Certamente, na JMJ, a liberdade de Deus se move até nós, busca o homem e se dirige para a sua liberdade pessoal, o alcança para se cruzar com a liberdade de cada um de nós. A ocorrência da mudança e a sua permanência estão em jogo nesse dramático encontro de liberdades entre Deus e cada um de nós, presentes na JMJ. A experiência demonstra, por exemplo, no florescimento de tantas vocações aos diversos estados de vida, que esse encontro se produz nas JMJs.
Como o senhor vê a situação social e cultural dos jovens na Espanha de hoje?
É uma realidade muito diversificada. Há, naturalmente, muitos jovens que vivem com grande seriedade e intensidade as suas vidas, mas também muitos jovens desorientados e confusos, que expressam a sua inquietação de um modo muito reduzido, às vezes até desumanos. Certas expressões de como os jovens usam o seu tempo livre ou concebem o trabalho ou os afetos fazem pensar em uma busca contraditória pela felicidade. Mas não há ninguém que não tenha dentro de si o desejo de ser feliz, mesmo que isso muitas vezes se traduza em respostas insuficientes, que não estão à altura de um desejo que é infinito. Por isso, é muito importante que esse desejo de felicidade, típico dos jovens, possa ser interceptado por uma proposta cristã, capaz de captar as profundezas infinitas da sua expectativa.
Como a proposta cristã pode, segundo o senhor, interceptar essa expectativa dos jovens?

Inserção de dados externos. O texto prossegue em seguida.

use super::DialogContent;
use crate::helpers::{AppState, Question};

/// Authoring form for multiple-choice questions. The radio button marks
/// which choice is the correct one.
pub struct ChoiceEditor {
    prompt: String,
    choices: Vec<String>,
    correct: usize,
    error: Option<String>,
    saved: u32,
}

impl Default for ChoiceEditor {
    fn default() -> Self {
        Self {
            prompt: "".to_string(),
            choices: vec!["".to_string(), "".to_string()],
            correct: 0,
            error: None,
            saved: 0,
        }
    }
}

impl ChoiceEditor {
    fn save(&mut self, state: &mut AppState) {
        let prompt = self.prompt.trim().to_string();
        if prompt.is_empty() {
            self.error = Some("Write a prompt first.".to_string());
            return;
        }
        let choices: Vec<String> = self
            .choices
            .iter()
            .map(|choice| choice.trim().to_string())
            .collect();
        if choices.len() < 2 {
            self.error = Some("A question needs at least two choices.".to_string());
            return;
        }
        if choices.iter().any(|choice| choice.is_empty()) {
            self.error = Some("Every choice needs text.".to_string());
            return;
        }
        if self.correct >= choices.len() {
            self.error = Some("Mark one choice as correct.".to_string());
            return;
        }

        log::debug!("Adding to the bank: {}", prompt);
        state.bank.add(Question::MultipleChoice {
            prompt,
            choices,
            correct: self.correct,
        });
        self.saved += 1;
        self.error = None;
        self.prompt.clear();
        self.choices = vec!["".to_string(), "".to_string()];
        self.correct = 0;
    }
}

impl DialogContent for ChoiceEditor {
    fn title(&self) -> &'static str {
        "New Multiple Choice Question"
    }

    fn ui(&mut self, ui: &mut egui::Ui, state: &mut AppState) -> bool {
        let mut keep_open = true;

        ui.label("Prompt:");
        ui.text_edit_singleline(&mut self.prompt);
        ui.add_space(4.0);
        ui.label("Choices (pick the correct one):");

        let mut remove: Option<usize> = None;
        for (i, choice) in self.choices.iter_mut().enumerate() {
            ui.horizontal(|ui| {
                ui.radio_value(&mut self.correct, i, "");
                ui.text_edit_singleline(choice);
                if ui.button("Remove").clicked() {
                    remove = Some(i);
                }
            });
        }
        if let Some(i) = remove {
            self.choices.remove(i);
            if self.correct >= self.choices.len() {
                self.correct = self.choices.len().saturating_sub(1);
            }
        }
        if ui.button("Add choice").clicked() {
            self.choices.push("".to_string());
        }

        ui.separator();
        ui.horizontal(|ui| {
            if ui.button("Save question").clicked() {
                self.save(state);
            }
            if ui.button("Done").clicked() {
                keep_open = false;
            }
        });

        if let Some(error) = &self.error {
            ui.colored_label(egui::Color32::LIGHT_RED, error);
        }
        if self.saved > 0 {
            ui.label(format!("{} question(s) added this session.", self.saved));
        }

        keep_open
    }
}

#[cfg(test)]
mod tests {
    use super::*;

    #[test]
    fn save_rejects_an_empty_prompt() {
        let mut editor = ChoiceEditor {
            choices: vec!["red".to_string(), "blue".to_string()],
            ..Default::default()
        };
        let mut state = AppState::default();
        editor.save(&mut state);
        assert!(editor.error.is_some());
        assert!(state.bank.is_empty());
    }

    #[test]
    fn save_rejects_blank_choices() {
        let mut editor = ChoiceEditor {
            prompt: "Favourite colour?".to_string(),
            choices: vec!["red".to_string(), "  ".to_string()],
            ..Default::default()
        };
        let mut state = AppState::default();
        editor.save(&mut state);
        assert!(editor.error.is_some());
        assert!(state.bank.is_empty());
    }

    #[test]
    fn save_adds_the_question_with_its_correct_index() {
        let mut editor = ChoiceEditor {
            prompt: "Favourite colour?".to_string(),
            choices: vec!["red".to_string(), "blue".to_string(), "green".to_string()],
            correct: 2,
            ..Default::default()
        };
        let mut state = AppState::default();
        editor.save(&mut state);
        assert_eq!(state.bank.len(), 1);
        match &state.bank.items[0] {
            Question::MultipleChoice {
                prompt,
                choices,
                correct,
            } => {
                assert_eq!(prompt, "Favourite colour?");
                assert_eq!(choices.len(), 3);
                assert_eq!(*correct, 2);
            }
            other => panic!("unexpected question: {:?}", other),
        }
    }
}
//! # Seed Data Generator
//!
//! Populates the database with sample transactions for development, so
//! the dashboard and report screens have something to show.
//!
//! ## Usage
//! ```bash
//! # Generate 200 transactions over the trailing 7 days (default)
//! cargo run -p dimsum-db --bin seed
//!
//! # Generate custom amount
//! cargo run -p dimsum-db --bin seed -- --count 500
//!
//! # Specify database path
//! cargo run -p dimsum-db --bin seed -- --db ./data/dimsum.db
//! ```
//!
//! Transactions are spread across the trailing week with varying
//! payment methods, cart sizes, and outlets, all derived from a fixed
//! arithmetic sequence so reseeding a fresh database is reproducible.

use chrono::{Duration, Utc};
use std::env;

use dimsum_core::checkout::generate_order_number;
use dimsum_core::{CartLine, Money, PaymentMethod, StoredTransaction};
use dimsum_db::{Database, DbConfig};
use uuid::Uuid;

/// Menu sampled by the generator: (name, variant, unit price).
const MENU: &[(&str, &str, i64)] = &[
    ("Dimsum Ayam", "Besar", 18_000),
    ("Dimsum Ayam", "Kecil", 12_000),
    ("Dimsum Udang", "Besar", 25_000),
    ("Dimsum Udang", "Kecil", 17_000),
    ("Siomay", "Besar", 15_000),
    ("Pangsit Goreng", "Besar", 15_000),
    ("Bakpao Ayam", "Besar", 10_000),
    ("Es Teh", "Besar", 8_000),
    ("Es Jeruk", "Besar", 10_000),
];

const BRANCHES: &[(&str, &str)] = &[("b1", "Outlet 1"), ("b2", "Outlet 2")];

const METHODS: &[PaymentMethod] = &[
    PaymentMethod::Cash,
    PaymentMethod::Cash,
    PaymentMethod::Qris,
    PaymentMethod::Debit,
    PaymentMethod::Transfer,
];

#[tokio::main]
async fn main() -> Result<(), Box<dyn std::error::Error>> {
    // RUST_LOG=debug surfaces the pool and repository logs.
    tracing_subscriber::fmt()
        .with_env_filter(tracing_subscriber::EnvFilter::from_default_env())
        .init();

    let args: Vec<String> = env::args().collect();

    let mut count: usize = 200;
    let mut db_path = String::from("./dimsum_dev.db");

    let mut i = 1;
    while i < args.len() {
        match args[i].as_str() {
            "--count" | "-c" => {
                if i + 1 < args.len() {
                    count = args[i + 1].parse().unwrap_or(200);
                    i += 1;
                }
            }
            "--db" | "-d" => {
                if i + 1 < args.len() {
                    db_path = args[i + 1].clone();
                    i += 1;
                }
            }
            "--help" | "-h" => {
                println!("Dimsum POS Seed Data Generator");
                println!();
                println!("Usage: seed [OPTIONS]");
                println!();
                println!("Options:");
                println!("  -c, --count <N>    Number of transactions to generate (default: 200)");
                println!("  -d, --db <PATH>    Database file path (default: ./dimsum_dev.db)");
                println!("  -h, --help         Show this help message");
                return Ok(());
            }
            _ => {}
        }
        i += 1;
    }

    println!("🥟 Dimsum POS Seed Data Generator");
    println!("=================================");
    println!("Database:     {}", db_path);
    println!("Transactions: {}", count);
    println!();

    let db = Database::new(DbConfig::new(&db_path)).await?;

    println!("✓ Connected to database");
    println!("✓ Migrations applied");

    let existing = db.transactions().count().await?;
    if existing > 0 {
        println!("⚠ Database already has {} transactions", existing);
        println!("  Skipping seed to avoid duplicates.");
        println!("  Delete the database file to regenerate.");
        return Ok(());
    }

    println!();
    println!("Generating transactions...");

    let repo = db.transactions();
    let start = std::time::Instant::now();

    for seed in 0..count {
        let tx = generate_transaction(seed);
        repo.insert(&tx).await?;

        if (seed + 1) % 50 == 0 {
            println!("  Generated {} transactions...", seed + 1);
        }
    }

    let elapsed = start.elapsed();
    println!();
    println!("✓ Generated {} transactions in {:?}", count, elapsed);

    println!();
    println!("✓ Seed complete!");

    Ok(())
}

/// Generates a single transaction, spread over the trailing 7 days.
fn generate_transaction(seed: usize) -> StoredTransaction {
    // Walk backwards through the week, opening hours 09:00-20:00.
    let days_back = (seed % 7) as i64;
    let hour = 9 + (seed % 12) as u32;
    let minute = (seed * 7 % 60) as u32;
    let created_at = (Utc::now() - Duration::days(days_back))
        .date_naive()
        .and_hms_opt(hour, minute, 0)
        .expect("valid seed time")
        .and_utc();

    let (branch_id, branch) = BRANCHES[seed % BRANCHES.len()];
    let payment_method = METHODS[seed % METHODS.len()];

    // 1-3 distinct lines per order.
    let line_count = 1 + seed % 3;
    let items: Vec<CartLine> = (0..line_count)
        .map(|offset| {
            let (name, variant, price) = MENU[(seed + offset * 3) % MENU.len()];
            CartLine {
                line_id: format!("v-{}-{}", seed, offset),
                menu_item_id: format!("m-{}", (seed + offset * 3) % MENU.len()),
                name: name.to_string(),
                variant: variant.to_string(),
                unit_price: Money::from_rupiah(price),
                quantity: 1 + (seed % 3) as u32,
            }
        })
        .collect();

    let subtotal: Money = items.iter().map(|l| l.line_total()).sum();
    let total = subtotal;

    // Cash customers round up to the next 10.000.
    let (cash_amount, change_amount) = match payment_method {
        PaymentMethod::Cash => {
            let rounded = ((total.rupiah() + 9_999) / 10_000) * 10_000;
            let tendered = Money::from_rupiah(rounded);
            (tendered, tendered - total)
        }
        _ => (total, Money::zero()),
    };

    StoredTransaction {
        id: Uuid::new_v4().to_string(),
        order_number: generate_order_number(created_at),
        branch: branch.to_string(),
        branch_id: branch_id.to_string(),
        items,
        subtotal,
        tax: Money::zero(),
        total,
        payment_method,
        cash_amount,
        change_amount,
        created_at,
    }
}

Isso só é possível mostrando em andamento, historicamente, o cumprimento desse desejo. Essa é a nossa responsabilidade pelos jovens espanhóis: que possam descobrir a verdadeira estatura da sua humanidade e se tornar sujeitos ativos, protagonistas de uma construção social que não se reduza a puro protesto, o que vimos em tantas manifestações de rua recentes, onde a exigência humana que havia se despertado novamente se reduziu imediatamente a certas reivindicações e, no fundo, à exigência de um estatismo protetor. Isso jamais poderá dar uma resposta exaustiva à condição própria do homem. Queremos ser protagonistas da nossa felicidade e do bem comum.

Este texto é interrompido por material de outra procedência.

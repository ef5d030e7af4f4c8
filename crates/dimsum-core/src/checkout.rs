//! # Checkout State Machine
//!
//! Validates a payment against the cart total and produces the
//! immutable transaction record.
//!
//! ## States
//! ```text
//! ┌──────────┐ begin_checkout ┌─────────────────┐ complete_payment ┌───────────┐
//! │ Building │───────────────►│ AwaitingPayment │─────────────────►│ Completed │
//! │ (cart    │                │ (cart frozen,   │                  │ (record   │
//! │ mutable) │◄───────────────│ choosing method)│                  │  emitted) │
//! └──────────┘     cancel     └─────────────────┘                  └───────────┘
//! ```
//!
//! The state machine is invoked by, but independent of, any UI layer -
//! it is unit-testable without a rendering environment. Each checkout
//! session owns its cart exclusively; there is no shared mutable state
//! between sessions.

use chrono::{DateTime, Utc};
use serde::{Deserialize, Serialize};

use crate::cart::Cart;
use crate::error::{CheckoutError, CheckoutResult};
use crate::money::Money;
use crate::transaction::Transaction;

// =============================================================================
// Payment Method
// =============================================================================

/// How the customer pays.
///
/// Only cash involves a tendered amount and change; the electronic
/// methods settle at exactly the order total.
#[derive(Debug, Clone, Copy, PartialEq, Eq, Hash, Serialize, Deserialize)]
#[serde(rename_all = "lowercase")]
pub enum PaymentMethod {
    /// Physical cash (Tunai).
    Cash,
    /// QRIS standardized QR payment.
    Qris,
    /// Debit card on an external terminal.
    Debit,
    /// Bank transfer.
    Transfer,
}

impl PaymentMethod {
    /// Lowercase wire id, as persisted and exported.
    pub const fn as_str(&self) -> &'static str {
        match self {
            PaymentMethod::Cash => "cash",
            PaymentMethod::Qris => "qris",
            PaymentMethod::Debit => "debit",
            PaymentMethod::Transfer => "transfer",
        }
    }

    /// Display label shown on the payment screen and receipts.
    pub const fn label(&self) -> &'static str {
        match self {
            PaymentMethod::Cash => "Tunai",
            PaymentMethod::Qris => "QRIS",
            PaymentMethod::Debit => "Debit Card",
            PaymentMethod::Transfer => "Transfer",
        }
    }

    /// Parses a wire id back into a method.
    pub fn parse(s: &str) -> Option<Self> {
        match s {
            "cash" => Some(PaymentMethod::Cash),
            "qris" => Some(PaymentMethod::Qris),
            "debit" => Some(PaymentMethod::Debit),
            "transfer" => Some(PaymentMethod::Transfer),
            _ => None,
        }
    }
}

// =============================================================================
// Session Context
// =============================================================================

/// Who and where: the ambient session data a checkout needs.
///
/// Passed into the session constructor rather than read from global
/// state, so concurrent sessions on different branches cannot couple
/// through hidden module-level variables.
#[derive(Debug, Clone, PartialEq, Eq, Serialize, Deserialize)]
pub struct SessionContext {
    pub branch_id: String,
    /// Branch display name, e.g. "Outlet 1".
    pub branch_name: String,
    /// Cashier identifier for audit purposes.
    pub cashier: String,
}

// =============================================================================
// Checkout State
// =============================================================================

/// Lifecycle of a checkout session.
#[derive(Debug, Clone, Copy, PartialEq, Eq, Serialize, Deserialize)]
#[serde(rename_all = "snake_case")]
pub enum CheckoutState {
    /// Cart is mutable, order still being built.
    Building,
    /// Cart frozen, payment method being chosen.
    AwaitingPayment,
    /// Transaction emitted.
    Completed,
}

// =============================================================================
// Checkout Session
// =============================================================================

/// A single checkout session: one cart, one state machine, one
/// eventual transaction.
#[derive(Debug, Clone)]
pub struct CheckoutSession {
    ctx: SessionContext,
    cart: Cart,
    state: CheckoutState,
    method: Option<PaymentMethod>,
    tendered: Option<Money>,
}

impl CheckoutSession {
    /// Creates a new session in Building state with an empty cart.
    pub fn new(ctx: SessionContext) -> Self {
        CheckoutSession {
            ctx,
            cart: Cart::new(),
            state: CheckoutState::Building,
            method: None,
            tendered: None,
        }
    }

    /// The session context this checkout was opened with.
    pub fn context(&self) -> &SessionContext {
        &self.ctx
    }

    /// Current lifecycle state.
    pub fn state(&self) -> CheckoutState {
        self.state
    }

    /// Read access to the cart in any state.
    pub fn cart(&self) -> &Cart {
        &self.cart
    }

    /// Mutable access to the cart, only while Building. Once checkout
    /// has begun the cart is frozen and this returns `None`.
    pub fn cart_mut(&mut self) -> Option<&mut Cart> {
        match self.state {
            CheckoutState::Building => Some(&mut self.cart),
            _ => None,
        }
    }

    /// The payment method selected so far, if any.
    pub fn payment_method(&self) -> Option<PaymentMethod> {
        self.method
    }

    /// Freezes the cart and moves to AwaitingPayment.
    ///
    /// Fails with [`CheckoutError::EmptyCart`] if the cart has no
    /// lines. Any previous payment selection is discarded.
    pub fn begin_checkout(&mut self) -> CheckoutResult<()> {
        if self.state != CheckoutState::Building {
            return Err(CheckoutError::InvalidState("checkout already begun"));
        }
        if self.cart.is_empty() {
            return Err(CheckoutError::EmptyCart);
        }

        self.state = CheckoutState::AwaitingPayment;
        self.method = None;
        self.tendered = None;
        Ok(())
    }

    /// Records the chosen payment method.
    ///
    /// For cash, a tendered amount must still be submitted before the
    /// payment can complete; for the other methods the tendered amount
    /// defaults to the order total.
    pub fn select_payment_method(&mut self, method: PaymentMethod) -> CheckoutResult<()> {
        if self.state != CheckoutState::AwaitingPayment {
            return Err(CheckoutError::InvalidState("not awaiting payment"));
        }

        self.method = Some(method);
        // Switching methods invalidates any previously entered cash.
        self.tendered = None;
        Ok(())
    }

    /// Records the cash handed over and returns the change due.
    ///
    /// Fails with [`CheckoutError::InsufficientFunds`] when the amount
    /// is below the order total; the session stays in AwaitingPayment
    /// so the operator can correct it.
    pub fn submit_cash_amount(&mut self, amount: Money) -> CheckoutResult<Money> {
        if self.state != CheckoutState::AwaitingPayment {
            return Err(CheckoutError::InvalidState("not awaiting payment"));
        }
        if self.method != Some(PaymentMethod::Cash) {
            return Err(CheckoutError::InvalidState("cash amount without cash method"));
        }

        let total = self.cart.total();
        if amount < total {
            return Err(CheckoutError::InsufficientFunds {
                tendered: amount,
                total,
            });
        }

        self.tendered = Some(amount);
        Ok(amount - total)
    }

    /// Validates the payment selection and builds the transaction
    /// record without leaving AwaitingPayment.
    ///
    /// This is the first half of completion: callers that persist the
    /// record asynchronously insert it first and call
    /// [`mark_completed`](Self::mark_completed) only once the store
    /// confirmed the write, so a persistence failure leaves the session
    /// ready for retry.
    pub fn prepare_transaction(&self) -> CheckoutResult<Transaction> {
        self.build_transaction(Utc::now())
    }

    /// Commits the transition to Completed and clears the cart.
    pub fn mark_completed(&mut self) {
        self.state = CheckoutState::Completed;
        self.cart.clear();
    }

    /// Validates, builds the transaction, and transitions to Completed
    /// in one step. For callers without an asynchronous persistence
    /// boundary in between.
    pub fn complete_payment(&mut self) -> CheckoutResult<Transaction> {
        let transaction = self.prepare_transaction()?;
        self.mark_completed();
        Ok(transaction)
    }

    /// Returns to Building, discarding the payment selection. The cart
    /// contents are untouched. No-op outside AwaitingPayment.
    pub fn cancel(&mut self) {
        if self.state == CheckoutState::AwaitingPayment {
            self.state = CheckoutState::Building;
            self.method = None;
            self.tendered = None;
        }
    }

    /// Resets a completed session for the next customer.
    pub fn start_new_order(&mut self) {
        self.cart.clear();
        self.state = CheckoutState::Building;
        self.method = None;
        self.tendered = None;
    }

    fn build_transaction(&self, now: DateTime<Utc>) -> CheckoutResult<Transaction> {
        if self.state != CheckoutState::AwaitingPayment {
            return Err(CheckoutError::InvalidState("not awaiting payment"));
        }

        let method = self.method.ok_or(CheckoutError::PaymentMethodNotSelected)?;
        let subtotal = self.cart.subtotal();
        let tax = self.cart.tax();
        let total = self.cart.total();

        let (cash_amount, change_amount) = match method {
            PaymentMethod::Cash => {
                let tendered = self.tendered.ok_or(CheckoutError::InsufficientFunds {
                    tendered: Money::zero(),
                    total,
                })?;
                if tendered < total {
                    return Err(CheckoutError::InsufficientFunds { tendered, total });
                }
                (tendered, tendered - total)
            }
            // Electronic methods settle at exactly the total.
            _ => (total, Money::zero()),
        };

        Ok(Transaction {
            order_number: generate_order_number(now),
            branch: self.ctx.branch_name.clone(),
            branch_id: self.ctx.branch_id.clone(),
            items: self.cart.lines().to_vec(),
            subtotal,
            tax,
            total,
            payment_method: method,
            cash_amount,
            change_amount,
            created_at: now,
        })
    }
}

// =============================================================================
// Order Numbers
// =============================================================================

/// Generates a display order number: `ORD-<YYYYMMDD>-<4 digits>`.
///
/// The suffix is derived from the clock's sub-second nanos, giving
/// 10 000 possible values per day. This is a display identifier, not a
/// uniqueness guarantee - the persisted row id is the real primary key.
pub fn generate_order_number(now: DateTime<Utc>) -> String {
    let suffix = now.timestamp_subsec_nanos() % 10_000;
    format!("ORD-{}-{:04}", now.format("%Y%m%d"), suffix)
}

// =============================================================================
// Unit Tests
// =============================================================================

Que significado tem a instituição da Universidade Eclesiástica de Madri, desejada pelo papa? Qual contribuição ela pode dar para a Espanha?

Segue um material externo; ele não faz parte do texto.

//! # Money Module
//!
//! Provides the `Money` type for handling monetary values safely.
//!
//! ## Why Integer Money?
//! Floating point cannot represent retail arithmetic exactly
//! (`0.1 + 0.2 != 0.3`), so every monetary value in the system is an
//! integer number of rupiah. The rupiah has no minor unit in daily use,
//! which makes the smallest currency unit simply `Rp 1`.
//!
//! ## Usage
//! ```rust
//! use dimsum_core::money::Money;
//!
//! let price = Money::from_rupiah(18_000);
//! let line_total = price * 2;
//! assert_eq!(line_total.rupiah(), 36_000);
//! assert_eq!(line_total.to_string(), "Rp 36.000");
//! ```

use serde::{Deserialize, Serialize};
use std::fmt;
use std::iter::Sum;
use std::ops::{Add, AddAssign, Mul, Sub, SubAssign};

// =============================================================================
// Money Type
// =============================================================================

/// A monetary value in whole rupiah (the smallest currency unit).
///
/// ## Design Decisions
/// - **i64 (signed)**: room for refunds and corrections even though the
///   core only ever produces non-negative amounts
/// - **Single-field tuple struct**: zero-cost abstraction over i64
/// - **Transparent serde**: serializes as the bare integer, matching
///   the persisted transaction columns
#[derive(
    Debug, Clone, Copy, Default, PartialEq, Eq, PartialOrd, Ord, Hash, Serialize, Deserialize,
)]
#[serde(transparent)]
pub struct Money(i64);

impl Money {
    /// Creates a Money value from whole rupiah.
    #[inline]
    pub const fn from_rupiah(amount: i64) -> Self {
        Money(amount)
    }

    /// Returns the value in whole rupiah.
    #[inline]
    pub const fn rupiah(&self) -> i64 {
        self.0
    }

    /// Returns zero money value.
    #[inline]
    pub const fn zero() -> Self {
        Money(0)
    }

    /// Checks if the value is zero.
    #[inline]
    pub const fn is_zero(&self) -> bool {
        self.0 == 0
    }

    /// Checks if the value is greater than zero.
    #[inline]
    pub const fn is_positive(&self) -> bool {
        self.0 > 0
    }

    /// Checks if the value is less than zero.
    #[inline]
    pub const fn is_negative(&self) -> bool {
        self.0 < 0
    }

    /// Multiplies by a line quantity.
    #[inline]
    pub const fn multiply_quantity(&self, qty: i64) -> Self {
        Money(self.0 * qty)
    }

    /// Formats the value the way the cashier screen and receipts show
    /// it: `Rp 18.000` with dot thousands separators and no decimals
    /// (the id-ID currency convention).
    pub fn format_rupiah(&self) -> String {
        let sign = if self.0 < 0 { "-" } else { "" };
        let digits = self.0.abs().to_string();

        // Insert a dot before every group of three digits from the right.
        let mut grouped = String::with_capacity(digits.len() + digits.len() / 3);
        let offset = digits.len() % 3;
        for (i, c) in digits.chars().enumerate() {
            if i != 0 && (i + 3 - offset) % 3 == 0 {
                grouped.push('.');
            }
            grouped.push(c);
        }

        format!("{}Rp {}", sign, grouped)
    }
}

// =============================================================================
// Trait Implementations
// =============================================================================

/// Display delegates to the rupiah formatting used on receipts.
impl fmt::Display for Money {
    fn fmt(&self, f: &mut fmt::Formatter<'_>) -> fmt::Result {
        f.write_str(&self.format_rupiah())
    }
}

impl Add for Money {
    type Output = Self;

    #[inline]
    fn add(self, other: Self) -> Self {
        Money(self.0 + other.0)
    }
}

impl AddAssign for Money {
    #[inline]
    fn add_assign(&mut self, other: Self) {
        self.0 += other.0;
    }
}

impl Sub for Money {
    type Output = Self;

    #[inline]
    fn sub(self, other: Self) -> Self {
        Money(self.0 - other.0)
    }
}

impl SubAssign for Money {
    #[inline]
    fn sub_assign(&mut self, other: Self) {
        self.0 -= other.0;
    }
}

/// The only `Mul` impl, quantity-typed. A second impl for a wider
/// integer would make `price * 2` ambiguous for bare literals; signed
/// multipliers go through [`Money::multiply_quantity`].
impl Mul<u32> for Money {
    type Output = Self;

    #[inline]
    fn mul(self, qty: u32) -> Self {
        Money(self.0 * qty as i64)
    }
}

impl Sum for Money {
    fn sum<I: Iterator<Item = Money>>(iter: I) -> Self {
        iter.fold(Money::zero(), Add::add)
    }
}

// =============================================================================
// Unit Tests
// =============================================================================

Acima de tudo, é motivo de grande alegria e de gratidão profunda ao Santo Padre que, mediante a Congregação para a Educação Católica, quis conceder à diocese de Madri essa Universidade Eclesiástica. Ela nasce para servir às exigências de evangelização e de missão da Igreja, através das faculdade que estudam as disciplinas eclesiásticas – teologia, filosofia, filologia e direito canônico –, com o trabalho cotidiano do ensino e da pesquisa dos professores. Na nossa universidade, já há uma importante presença de estudantes provenientes de outras dioceses da Espanha e do exterior, particularmente da América Latina, da África e até da Ásia. A dimensão missionária sempre foi uma característica da Igreja de Madri. Hoje, essa dimensão se realiza também dessa forma, a de acolher os estudantes que vêm de tantos pontos diversos do mundo para lhes propor uma experiência eclesial.
Quais é o seu programa?
A nossa intenção como realidade acadêmica é servir ao programa que Bento XVI já havia lançado em 2005, isto é, o de uma adequada hermenêutica do Concílio Vaticano II. É uma questão que se reabriu. Queremos abordá-la seguindo os passos de João Paulo II e de Bento XVI, intérpretes e grandes protagonistas da recepção do Concílio na Igreja, buscando desenvolver um trabalho acadêmico, portanto, filosófico, teológico, canônico, que consiga fazer passar para o tecido da vida do povo de Deus aquele grande acontecimento de autorrealização da Igreja que foi o Vaticano II.